== Segment start ==

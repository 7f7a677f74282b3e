//! # Resolvedor de Entidades por Votação de Maioria
//!
//! Percorre caracteres e tags em passo único, acumulando corridas `B`/`I` no
//! texto da entidade. Modelos caractere a caractere às vezes trocam o tipo no
//! meio de uma entidade (`深`=B-abroad, `圳`=I-domestic); o tipo final é
//! decidido por **votação de maioria** entre os sufixos vistos na corrida.
//!
//! ## Regras
//!
//! - `B`: fecha a entidade em curso (se houver) e começa outra com este caractere.
//! - `I`: anexa o caractere e registra o voto do seu tipo.
//! - `O` ou qualquer outra categoria (inclusive `S`): fecha a entidade em curso
//!   (se houver) e zera buffer e votos.
//! - Fechamento: vence o tipo mais votado; empates vão para o primeiro tipo
//!   registrado entre os de contagem máxima. O texto é anexado a cada rótulo
//!   do conjunto compatível com o vencedor (ver [`LabelMatch`]).
//! - Fim da sequência: a entidade ainda aberta **não** é descarregada, a menos
//!   que [`ResolverOptions::flush_trailing`] esteja ligado.

use std::fmt;

use rayon::prelude::*;
use serde::ser::SerializeMap;
use serde::{Deserialize, Serialize, Serializer};
use tracing::{debug, warn};

use crate::error::{NerError, Result, SkippedExample};
use crate::labels::LabelSet;
use crate::tagger::Tag;

/// Como o tipo vencedor é comparado com os nomes dos rótulos.
#[derive(Debug, Clone, Copy, PartialEq, Eq, Default, Serialize, Deserialize)]
#[serde(rename_all = "snake_case")]
pub enum LabelMatch {
    /// O vencedor precisa estar **contido** no nome do rótulo
    /// (ex: vencedor `"at"` casa com `"date"` e `"location"`).
    #[default]
    Substring,
    /// O vencedor precisa ser exatamente o nome do rótulo.
    Exact,
}

impl LabelMatch {
    fn accepts(self, label: &str, winner: &str) -> bool {
        match self {
            LabelMatch::Substring => label.contains(winner),
            LabelMatch::Exact => label == winner,
        }
    }
}

/// Opções do resolvedor.
#[derive(Debug, Clone, Copy, PartialEq, Eq, Default, Serialize, Deserialize)]
#[serde(default)]
pub struct ResolverOptions {
    pub label_match: LabelMatch,
    /// Descarrega a entidade que termina exatamente no último caractere.
    pub flush_trailing: bool,
}

/// Mapa rótulo → textos de entidade, na ordem de aparição.
///
/// As chaves seguem a ordem do [`LabelSet`] que criou o mapa.
#[derive(Debug, Clone, PartialEq, Eq)]
pub struct EntityMap {
    labels: Vec<String>,
    entities: Vec<Vec<String>>,
}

== Segment end ==

# Your goal
Copy every line from the records above that contains the word "curso".

# Task answer
//! - `B`: fecha a entidade em curso (se houver) e começa outra com este caractere.
//! - `O` ou qualquer outra categoria (inclusive `S`): fecha a entidade em curso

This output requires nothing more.